Album cover: American Memory by Imperial Valley
 

American Memory (2024)

The fifth Imperial Valley release, constructed around a 1946 public information broadcast about the dangers of despotism, was timed to coincide with the 2024 US presidential elections. This sixth instalment retains focus on present-day America, albeit refracted through CF Moore’s imaginal roadtrip along the southern reaches of the golden state:

“It’s 2025. A fledgling dictator is seated in the Oval Office. There is talk of trade wars, of mass deportations, of reduced reproductive rights for women. In southern California a lone field recordist roams the Mexican border, cataloging the sounds of the desert. Glamis, Acolita Sand Hills, ghosts of Obregon.

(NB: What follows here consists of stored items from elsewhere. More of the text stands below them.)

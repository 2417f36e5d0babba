//! Diagnostic sink shared by the parser, verifier, and front ends

use serde::Serialize;

use crate::support::source::{SourceLoc, SourceManager};

/// Diagnostic severity
#[derive(Debug, Clone, Copy, PartialEq, Eq, Serialize)]
pub enum Severity {
    /// Prevents the requested operation from succeeding
    Error,
    /// Suspicious but not fatal
    Warning,
    /// Supplementary information
    Note,
}

impl std::fmt::Display for Severity {
    fn fmt(&self, f: &mut std::fmt::Formatter<'_>) -> std::fmt::Result {
        match self {
            Severity::Error => f.write_str("error"),
            Severity::Warning => f.write_str("warning"),
            Severity::Note => f.write_str("note"),
        }
    }
}

/// A single reported diagnostic
#[derive(Debug, Clone, Serialize)]
pub struct Diagnostic {
    /// How severe the finding is
    pub severity: Severity,
    /// Human-readable description
    pub message: String,
    /// Where it was found (UNKNOWN when not tied to a position)
    pub loc: SourceLoc,
}

impl Diagnostic {
    /// Render in the stable `severity: file:line:col: message` format
    pub fn render(&self, files: &SourceManager) -> String {
        if self.loc.is_known() {
            let path = files.path(self.loc.file).unwrap_or("<unknown>");
            format!(
                "{}: {}:{}:{}: {}",
                self.severity, path, self.loc.line, self.loc.col, self.message
            )
        } else {
            format!("{}: {}", self.severity, self.message)
        }
    }
}

/// Append-only collector of diagnostics.
///
/// The sink is the one cross-cutting shared resource of the toolchain and is
/// only ever appended to from the single running thread.
#[derive(Debug, Default, Clone)]
pub struct DiagnosticSink {
    diags: Vec<Diagnostic>,
}

impl DiagnosticSink {
    /// Create an empty sink
    pub fn new() -> Self {
        Self::default()
    }

    /// Append a diagnostic
    pub fn push(&mut self, severity: Severity, message: impl Into<String>, loc: SourceLoc) {
        self.diags.push(Diagnostic {
            severity,
            message: message.into(),
            loc,
        });
    }

    /// Append an error
    pub fn error(&mut self, message: impl Into<String>, loc: SourceLoc) {
        self.push(Severity::Error, message, loc);
    }

    /// Append a warning
    pub fn warning(&mut self, message: impl Into<String>, loc: SourceLoc) {
        self.push(Severity::Warning, message, loc);
    }

    /// Iterate over collected diagnostics in append order
    pub fn iter(&self) -> impl Iterator<Item = &Diagnostic> {
        self.diags.iter()
    }

    /// Number of error-severity diagnostics
    pub fn error_count(&self) -> usize {
        self.diags
            .iter()
            .filter(|d| d.severity == Severity::Error)
            .count()
    }

    /// Total number of diagnostics
    pub fn len(&self) -> usize {
        self.diags.len()
    }

    /// True when nothing has been reported
    pub fn is_empty(&self) -> bool {
        self.diags.is_empty()
    }

    /// Render every diagnostic and clear the sink
    pub fn flush(&mut self, files: &SourceManager) -> Vec<String> {
        let rendered = self.diags.iter().map(|d| d.render(files)).collect();
        self.diags.clear();
        rendered
    }
}
//! Block-parameter canonicalization.
//!
//! Drops every block parameter whose incoming arguments all carry the same
//! value (self-references excluded), replacing its uses with that value and
//! shrinking every incoming argument vector to match. Parameters keep their
//! insertion order, so structurally equivalent blocks converge on a single
//! signature and every surviving parameter has exactly one defining
//! incoming value per predecessor edge.

use std::collections::HashMap;

use crate::error::Result;
use crate::il::block::Terminator;
use crate::il::function::Function;
use crate::il::module::Module;
use crate::il::value::{BlockId, TempId, Value};
use crate::opt::{apply_substitution, Pass, PassStats};

/// The `simplifycfg` pass
pub struct SimplifyCfg;

impl Pass for SimplifyCfg {
    fn name(&self) -> &'static str {
        "simplifycfg"
    }

    fn run(&mut self, module: &mut Module) -> Result<PassStats> {
        let mut stats = PassStats::new(self.name());
        for f in &mut module.functions {
            canonicalize(f, &mut stats);
        }
        Ok(stats)
    }
}

fn canonicalize(f: &mut Function, stats: &mut PassStats) {
    // Each removal can make further parameters redundant; iterate until a
    // full sweep changes nothing.
    loop {
        let Some((block, index, replacement)) = find_redundant_param(f) else {
            break;
        };
        let param = f.block(block).params[index].temp;

        // Drop the parameter and the matching argument on every incoming
        // edge, then rewrite the parameter's uses.
        f.block_mut(block).params.remove(index);
        for b in &mut f.blocks {
            if let Some(term) = &mut b.term {
                strip_edge_arg(term, block, index);
            }
        }
        let mut subst: HashMap<TempId, Value> = HashMap::new();
        subst.insert(param, replacement);
        apply_substitution(f, &subst);
        stats.bump("params_removed", 1);
    }
}

/// Find one parameter whose every non-self incoming argument is the same
/// value, returning the value to replace it with.
fn find_redundant_param(f: &Function) -> Option<(BlockId, usize, Value)> {
    // Gather incoming argument vectors per block.
    let mut incoming: Vec<Vec<Vec<Value>>> = vec![Vec::new(); f.blocks.len()];
    for b in &f.blocks {
        if let Some(term) = &b.term {
            for (succ, args) in term.successors() {
                incoming[succ.index()].push(args.to_vec());
            }
        }
    }

    for (bi, b) in f.blocks.iter().enumerate() {
        if bi == 0 || incoming[bi].is_empty() {
            continue;
        }
        for (pi, p) in b.params.iter().enumerate() {
            let mut unique: Option<Value> = None;
            let mut consistent = true;
            for args in &incoming[bi] {
                let Some(arg) = args.get(pi) else {
                    consistent = false;
                    break;
                };
                // A parameter fed by itself on a back edge adds nothing.
                if *arg == Value::Temp(p.temp) {
                    continue;
                }
                match unique {
                    None => unique = Some(*arg),
                    Some(seen) if seen == *arg => {}
                    Some(_) => {
                        consistent = false;
                        break;
                    }
                }
            }
            if consistent {
                if let Some(v) = unique {
                    return Some((BlockId(bi as u32), pi, v));
                }
            }
        }
    }
    None
}

fn strip_edge_arg(term: &mut Terminator, target: BlockId, index: usize) {
    match term {
        Terminator::Br { target: t, args } => {
            if *t == target && index < args.len() {
                args.remove(index);
            }
        }
        Terminator::CBr {
            then_target,
            then_args,
            else_target,
            else_args,
            ..
        } => {
            if *then_target == target && index < then_args.len() {
                then_args.remove(index);
            }
            if *else_target == target && index < else_args.len() {
                else_args.remove(index);
            }
        }
        Terminator::Ret(_) | Terminator::Trap => {}
    }
}

#[cfg(test)]
mod tests {
    use super::*;
    use crate::text::{parse_module, print_module};
    use crate::verify::verify_module;

    fn run(src: &str) -> (Module, PassStats) {
        let mut m = parse_module("test.il", src).unwrap();
        assert!(verify_module(&m).is_ok());
        let mut pass = SimplifyCfg;
        let stats = pass.run(&mut m).unwrap();
        let report = verify_module(&m);
        assert!(report.is_ok(), "broken after simplifycfg: {:?}", report.errors);
        (m, stats)
    }

    #[test]
    fn test_identical_arguments_collapse_to_no_params() {
        let (m, stats) = run(
            "\
func @f(%c: i1) -> i64 {
entry:
  %a = add 1, 2
  %b = add 3, 4
  cbr %c, left, right
left:
  br join(%a, %b)
right:
  br join(%a, %b)
join(%x: i64, %y: i64):
  %s = add %x, %y
  ret %s
}
",
        );
        assert_eq!(stats.get("params_removed"), 2);
        let text = print_module(&m);
        assert!(text.contains("join:"), "got:\n{text}");
        assert!(text.contains("br join\n"), "got:\n{text}");
        assert!(text.contains("%s = add %a, %b"), "got:\n{text}");
    }

    #[test]
    fn test_distinct_arguments_survive() {
        let (m, stats) = run(
            "\
func @f(%c: i1) -> i64 {
entry:
  cbr %c, left, right
left:
  br join(1)
right:
  br join(2)
join(%x: i64):
  ret %x
}
",
        );
        assert_eq!(stats.get("params_removed"), 0);
        assert!(print_module(&m).contains("join(%x: i64):"));
    }

    #[test]
    fn test_self_feeding_loop_param_drops() {
        // %v never changes around the loop, so the parameter is redundant.
        let (m, stats) = run(
            "\
func @f(%n: i64) -> i64 {
entry:
  br head(%n, 0)
head(%v: i64, %i: i64):
  %c = icmp_slt %i, 10
  %i2 = add %i, 1
  cbr %c, head(%v, %i2), out
out:
  ret %v
}
",
        );
        assert_eq!(stats.get("params_removed"), 1);
        let text = print_module(&m);
        assert!(text.contains("head(%i: i64):"), "got:\n{text}");
        assert!(text.contains("ret %n"), "got:\n{text}");
    }

    #[test]
    fn test_single_predecessor_param_inlined() {
        let (m, stats) = run(
            "\
func @f() -> i64 {
entry:
  %a = add 20, 22
  br next(%a)
next(%v: i64):
  ret %v
}
",
        );
        assert_eq!(stats.get("params_removed"), 1);
        let text = print_module(&m);
        assert!(text.contains("next:"), "got:\n{text}");
        assert!(text.contains("ret %a"), "got:\n{text}");
    }
}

Outside Yuma the power lines hum a lonesome ditch-bank blues. On the dustroads off the I-8 the car’s radio skips between stations. Amid the music and the static there are voices from a different century, but the fears they speak of are timeless. Isolation, deprivation, powerlessness...”

‘An alternate reading of US musical history, soundtracking the memory holes and totalitarian creep with blown-out bluesy post-rock, sandy drones, field recordings and radio excerpts. Like Terrence Malick’s ‘Days of Heaven’ soundtracked by Dylan Carlson or ‘Dead Man’-era Neil Young.’